## Recorded information

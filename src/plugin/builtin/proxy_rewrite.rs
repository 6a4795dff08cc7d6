//! proxy-rewrite — rewrites the upstream request line and Host header

use crate::ctx::RequestContext;
use crate::error::{GatewayError, Result};
use crate::plugin::{PhaseOutcome, Plugin, PluginConf};
use async_trait::async_trait;

#[derive(Default)]
pub struct ProxyRewrite;

#[async_trait]
impl Plugin for ProxyRewrite {
    fn name(&self) -> &'static str {
        "proxy-rewrite"
    }

    fn priority(&self) -> i32 {
        1008
    }

    fn check_conf(&self, conf: &PluginConf) -> Result<()> {
        if let Some(uri) = conf.get("uri") {
            let valid = uri.as_str().map(|u| u.starts_with('/')).unwrap_or(false);
            if !valid {
                return Err(GatewayError::Plugin {
                    plugin: self.name().to_string(),
                    cause: "'uri' must be a string starting with '/'".into(),
                });
            }
        }
        if let Some(host) = conf.get("host") {
            if !host.is_string() {
                return Err(GatewayError::Plugin {
                    plugin: self.name().to_string(),
                    cause: "'host' must be a string".into(),
                });
            }
        }
        Ok(())
    }

    async fn rewrite(&self, conf: &PluginConf, ctx: &mut RequestContext) -> Result<PhaseOutcome> {
        if let Some(uri) = conf.get("uri").and_then(|v| v.as_str()) {
            ctx.upstream_uri = Some(uri.to_string());
        }
        if let Some(host) = conf.get("host").and_then(|v| v.as_str()) {
            ctx.upstream_host = Some(host.to_string());
        }
        Ok(PhaseOutcome::Continue)
    }
}

#[cfg(test)]
mod tests {
    use super::*;
    use crate::ctx::ContextPool;
    use serde_json::json;

    #[tokio::test]
    async fn test_rewrites_uri_and_host() {
        let pool = ContextPool::new(1);
        let mut ctx = pool.checkout();
        ctx.vars.uri = "/old".to_string();

        let conf = json!({"uri": "/new", "host": "internal.svc"});
        let out = ProxyRewrite.rewrite(&conf, &mut ctx).await.unwrap();
        assert!(matches!(out, PhaseOutcome::Continue));
        assert_eq!(ctx.upstream_uri.as_deref(), Some("/new"));
        assert_eq!(ctx.upstream_host.as_deref(), Some("internal.svc"));
    }

    #[tokio::test]
    async fn test_partial_conf_leaves_rest_untouched() {
        let pool = ContextPool::new(1);
        let mut ctx = pool.checkout();

        ProxyRewrite
            .rewrite(&json!({"host": "a.svc"}), &mut ctx)
            .await
            .unwrap();
        assert!(ctx.upstream_uri.is_none());
        assert_eq!(ctx.upstream_host.as_deref(), Some("a.svc"));
    }

    #[test]
    fn test_check_conf() {
        assert!(ProxyRewrite.check_conf(&json!({"uri": "/ok"})).is_ok());
        assert!(ProxyRewrite.check_conf(&json!({})).is_ok());
        assert!(ProxyRewrite.check_conf(&json!({"uri": "no-slash"})).is_err());
        assert!(ProxyRewrite.check_conf(&json!({"uri": 5})).is_err());
        assert!(ProxyRewrite.check_conf(&json!({"host": 5})).is_err());
    }
}
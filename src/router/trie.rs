//! URI pattern trie
//!
//! Patterns are segment paths supporting three shapes:
//! - exact: `/hello/world`
//! - parameterized segments: `/user/:id/profile` (`:id` captures one segment)
//! - prefix: a trailing `*` makes everything before it a string prefix,
//!   so `/static*` matches `/staticfile` and `/static/js/app.js`, and
//!   `/api/*` matches anything under `/api`.
//!
//! A lookup returns every pattern that matches, with captured parameters
//! and a specificity rank so the caller can order candidates.

use std::collections::HashMap;

/// How a pattern matched; exact beats prefix at equal route priority
#[derive(Debug, Clone, Copy, PartialEq, Eq, PartialOrd, Ord)]
pub enum PatternKind {
    Prefix,
    Exact,
}

/// One value stored at a trie position
struct Entry<T> {
    value: T,
    /// Parameter names in capture order
    params: Vec<String>,
    kind: PatternKind,
    pattern_len: usize,
}

/// Prefix pattern anchored at a node: the remaining path must start with
/// `rest_prefix`
struct Glued<T> {
    rest_prefix: String,
    entries: Vec<Entry<T>>,
}

struct Node<T> {
    literal: HashMap<String, Node<T>>,
    param: Option<Box<Node<T>>>,
    glued: Vec<Glued<T>>,
    terminal: Vec<Entry<T>>,
}

impl<T> Node<T> {
    fn new() -> Self {
        Self {
            literal: HashMap::new(),
            param: None,
            glued: Vec::new(),
            terminal: Vec::new(),
        }
    }
}

/// A successful pattern match
pub struct PatternMatch<'a, T> {
    pub value: &'a T,
    pub params: HashMap<String, String>,
    pub kind: PatternKind,
    /// Length of the source pattern; longer wins among equal kinds
    pub pattern_len: usize,
}

/// Trie over URI patterns; values of matching patterns are collected on
/// lookup rather than reduced, so tie-breaking stays with the caller.
pub struct PathTrie<T> {
    root: Node<T>,
    len: usize,
}

impl<T> PathTrie<T> {
    pub fn new() -> Self {
        Self {
            root: Node::new(),
            len: 0,
        }
    }

    /// Number of inserted patterns
    pub fn len(&self) -> usize {
        self.len
    }

    pub fn is_empty(&self) -> bool {
        self.len == 0
    }

    pub fn insert(&mut self, pattern: &str, value: T) {
        let pattern_len = pattern.len();

        let (body, prefix) = match pattern.strip_suffix('*') {
            Some(body) => (body, true),
            None => (pattern, false),
        };

        // Walk whole segments; for prefix patterns the trailing partial
        // segment becomes the glued rest-prefix at its parent node.
        let mut segments: Vec<&str> = body.split('/').filter(|s| !s.is_empty()).collect();
        let glued_rest = if prefix {
            if body.ends_with('/') || body.is_empty() {
                Some(String::new())
            } else {
                Some(segments.pop().unwrap_or("").to_string())
            }
        } else {
            None
        };

        let mut params = Vec::new();
        let mut node = &mut self.root;
        for seg in segments {
            if let Some(name) = seg.strip_prefix(':') {
                params.push(name.to_string());
                node = node.param.get_or_insert_with(|| Box::new(Node::new()));
            } else {
                node = node.literal.entry(seg.to_string()).or_insert_with(Node::new);
            }
        }

        let entry = Entry {
            value,
            params,
            kind: if prefix {
                PatternKind::Prefix
            } else {
                PatternKind::Exact
            },
            pattern_len,
        };

        match glued_rest {
            Some(rest_prefix) => {
                match node.glued.iter_mut().find(|g| g.rest_prefix == rest_prefix) {
                    Some(glued) => glued.entries.push(entry),
                    None => node.glued.push(Glued {
                        rest_prefix,
                        entries: vec![entry],
                    }),
                }
            }
            None => node.terminal.push(entry),
        }
        self.len += 1;
    }

    /// Collect every pattern matching `path`
    pub fn matches<'a>(&'a self, path: &str) -> Vec<PatternMatch<'a, T>> {
        let rest = path.strip_prefix('/').unwrap_or(path);
        let mut out = Vec::new();
        let mut captured = Vec::new();
        walk(&self.root, rest, &mut captured, &mut out);
        out
    }
}

impl<T> Default for PathTrie<T> {
    fn default() -> Self {
        Self::new()
    }
}

fn walk<'a, T>(
    node: &'a Node<T>,
    rest: &str,
    captured: &mut Vec<String>,
    out: &mut Vec<PatternMatch<'a, T>>,
) {
    // Prefix patterns anchored here match against the remaining path
    for glued in &node.glued {
        if rest.starts_with(glued.rest_prefix.as_str()) {
            for entry in &glued.entries {
                out.push(to_match(entry, captured));
            }
        }
    }

    if rest.is_empty() {
        for entry in &node.terminal {
            out.push(to_match(entry, captured));
        }
        return;
    }

    let (seg, tail) = match rest.split_once('/') {
        Some((seg, tail)) => (seg, tail),
        None => (rest, ""),
    };
    if seg.is_empty() {
        // Collapse duplicate slashes
        walk(node, tail, captured, out);
        return;
    }

    if let Some(child) = node.literal.get(seg) {
        walk(child, tail, captured, out);
    }
    if let Some(param_child) = &node.param {
        captured.push(seg.to_string());
        walk(param_child, tail, captured, out);
        captured.pop();
    }
}

fn to_match<'a, T>(entry: &'a Entry<T>, captured: &[String]) -> PatternMatch<'a, T> {
    let params = entry
        .params
        .iter()
        .cloned()
        .zip(captured.iter().cloned())
        .collect();
    PatternMatch {
        value: &entry.value,
        params,
        kind: entry.kind,
        pattern_len: entry.pattern_len,
    }
}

## Exercise objective
For the word "crate", count the lines of the data that contain it and give only the count.

## Solution for this task
4